TX722 Bernard James Hansen - entered 06.11.43, left 23.09.44
QX3733 Norman Mazlin - entered 25.09.43, left 01.10.44
QX15357 Roy Fairfax Richardson - entered 19.09.43, left 23.09.44
TX75 Joseph Henry Turner - entered 06.10.43, left 23.09.44
TX 850 Cpl. John Kenneth Stein - entered 28.09.43, left10.10.44
TX 2360 Cpl. Loyal Walter Whyman - entered 18.11.43, left 23.09.44 

Brigade H.Q.
TX 721 Thomas Vernon McOrmond - DOW, Yugoslavia 18.12.44


QX6017 Lt. Tom Wooton Elliot MID, 2/12 Infantry Battalion

Tom Elliot was 2 i/c of "B" Company, 2/12th Battalion and was endeavouring to save one of his wounded men after a failed attack on Post S10 Tobruk, when he was cut off, taken POW and with other 2/12th POW was handed over by the Germans to the Italians who technically, were in command of the Axis operations in the Western Desert - an arrangement that suited the Germans, as it released their troops from guard duties to active combat, and did not tax their food supplies.

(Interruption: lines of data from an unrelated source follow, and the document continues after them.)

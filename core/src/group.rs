//! Option groups: ordered descriptors plus nested, namespaced sub-groups.

use crate::option::{OptionSpec, qualify};

/// Position of a descriptor inside a group tree: child-group indices from the
/// root group, then the index in that group's option list.
#[derive(Debug, Clone, PartialEq, Eq)]
pub(crate) struct OptionPath {
    groups: Vec<usize>,
    index: usize,
}

/// A titled collection of options.
///
/// A group's `namespace` is prepended (dot-joined) to the long names of its
/// options and of every option in its descendants.
#[derive(Debug, Default)]
pub struct Group {
    pub heading: String,
    pub namespace: Option<String>,
    pub hidden: bool,
    pub options: Vec<OptionSpec>,
    pub groups: Vec<Group>,
}

impl Group {
    pub fn new(heading: &str) -> Self {
        Self {
            heading: heading.to_string(),
            ..Self::default()
        }
    }

    pub fn with_namespace(mut self, namespace: &str) -> Self {
        self.namespace = Some(namespace.to_string());
        self
    }

    pub fn with_option(mut self, option: OptionSpec) -> Self {
        self.options.push(option);
        self
    }

    pub fn with_group(mut self, group: Group) -> Self {
        self.groups.push(group);
        self
    }

    /// Hides every option of this group and its descendants from help output.
    pub fn hidden(mut self) -> Self {
        self.hidden = true;
        self
    }

    /// Namespace prefix that applies inside this group, given the parent's.
    pub fn prefix_within(&self, parent: &str) -> String {
        match self.namespace.as_deref() {
            Some(ns) if !ns.is_empty() => qualify(parent, ns),
            _ => parent.to_string(),
        }
    }

    /// Visits this group and its descendants in preorder. The callback gets
    /// each group with the namespace prefix of its options.
    pub fn visit<'a>(&'a self, parent: &str, f: &mut dyn FnMut(&'a Group, &str)) {
        let prefix = self.prefix_within(parent);
        f(self, &prefix);
        for group in &self.groups {
            group.visit(&prefix, f);
        }
    }

    /// Every option in the tree with its fully-qualified long name.
    pub fn all_options(&self) -> Vec<(&OptionSpec, Option<String>)> {
        let mut out = Vec::new();
        self.visit("", &mut |group, prefix| {
            for option in &group.options {
                out.push((option, option.qualified_long(prefix)));
            }
        });
        out
    }

    /// Non-hidden groups in preorder with their namespace prefixes. A hidden
    /// group hides its whole subtree.
    pub fn visible_groups(&self) -> Vec<(&Group, String)> {
        let mut out = Vec::new();
        self.collect_visible("", &mut out);
        out
    }

    fn collect_visible<'a>(&'a self, parent: &str, out: &mut Vec<(&'a Group, String)>) {
        if self.hidden {
            return;
        }
        let prefix = self.prefix_within(parent);
        out.push((self, prefix.clone()));
        for group in &self.groups {
            group.collect_visible(&prefix, out);
        }
    }

    /// Whether any option in the tree is shown in help output.
    pub fn has_visible_options(&self) -> bool {
        !self.hidden
            && (self.options.iter().any(|o| !o.hidden)
                || self.groups.iter().any(Group::has_visible_options))
    }

    pub(crate) fn locate(
        &self,
        parent: &str,
        matches: &dyn Fn(&OptionSpec, Option<&str>) -> bool,
    ) -> Option<OptionPath> {
        let prefix = self.prefix_within(parent);
        for (index, option) in self.options.iter().enumerate() {
            let long = option.qualified_long(&prefix);
            if matches(option, long.as_deref()) {
                return Some(OptionPath {
                    groups: Vec::new(),
                    index,
                });
            }
        }
        for (i, group) in self.groups.iter().enumerate() {
            if let Some(mut path) = group.locate(&prefix, matches) {
                path.groups.insert(0, i);
                return Some(path);
            }
        }
        None
    }

    pub(crate) fn locate_long(&self, qualified: &str) -> Option<OptionPath> {
        self.locate("", &|_, long| long == Some(qualified))
    }

    pub(crate) fn locate_short(&self, short: char) -> Option<OptionPath> {
        self.locate("", &|option, _| option.short == Some(short))
    }

    pub(crate) fn option_at(&self, path: &OptionPath) -> Option<&OptionSpec> {
        let mut group = self;
        for &i in &path.groups {
            group = group.groups.get(i)?;
        }
        group.options.get(path.index)
    }

    pub(crate) fn option_at_mut(&mut self, path: &OptionPath) -> Option<&mut OptionSpec> {
        let mut group = self;
        for &i in &path.groups {
            group = group.groups.get_mut(i)?;
        }
        group.options.get_mut(path.index)
    }

    /// Namespace prefix in effect at `path`.
    pub(crate) fn prefix_at(&self, path: &OptionPath) -> String {
        let mut prefix = self.prefix_within("");
        let mut group = self;
        for &i in &path.groups {
            match group.groups.get(i) {
                Some(child) => {
                    prefix = child.prefix_within(&prefix);
                    group = child;
                }
                None => break,
            }
        }
        prefix
    }

    pub(crate) fn for_each_option_mut(&mut self, f: &mut dyn FnMut(&mut OptionSpec)) {
        for option in &mut self.options {
            f(option);
        }
        for group in &mut self.groups {
            group.for_each_option_mut(f);
        }
    }
}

Two other 2/12th officers - Captain A.L. Herbert and the O/C of "B" Company, Captain T.H. Vincent - also became Italian POW. Most probably all three ended up at the large POW Camp No. 78 at Sulmona, near Rome. If so, they would have been moved to Campo 19 at Bologna in the north of Italy near Bologna, as the Allied advance from the South, slowly but surely pushed the Germans, who had already been driven out of North Africa, out of Italy.

Lt. Tom Elliot was among the officers who escaped from the "Moosburg Express" the train taking them out of Italy into further captivity as German POW and reached Switzerland on October 1, 1943, the same day that VX4360 Lt. Ron Jones of the 2/8th Inf Bn also arrived. As they were both on the train, they undoubtedly both escaped from it together and travelled together to Switzerland.

Little is known of how they spent their time in Switzerland, but as officers they may have elected to wear civilian clothes, and although limited to the amount of money they could draw, their officer allowance would have been sufficient for them to stay at a simple Swiss hotel and to participate in the various study and recreational courses made available by the Swiss Government and Red Cross. 

Like most of his officer colleagues, he was repatriated to Australia via freed France and Naples, almost exactly a year after arriving in Switzerland.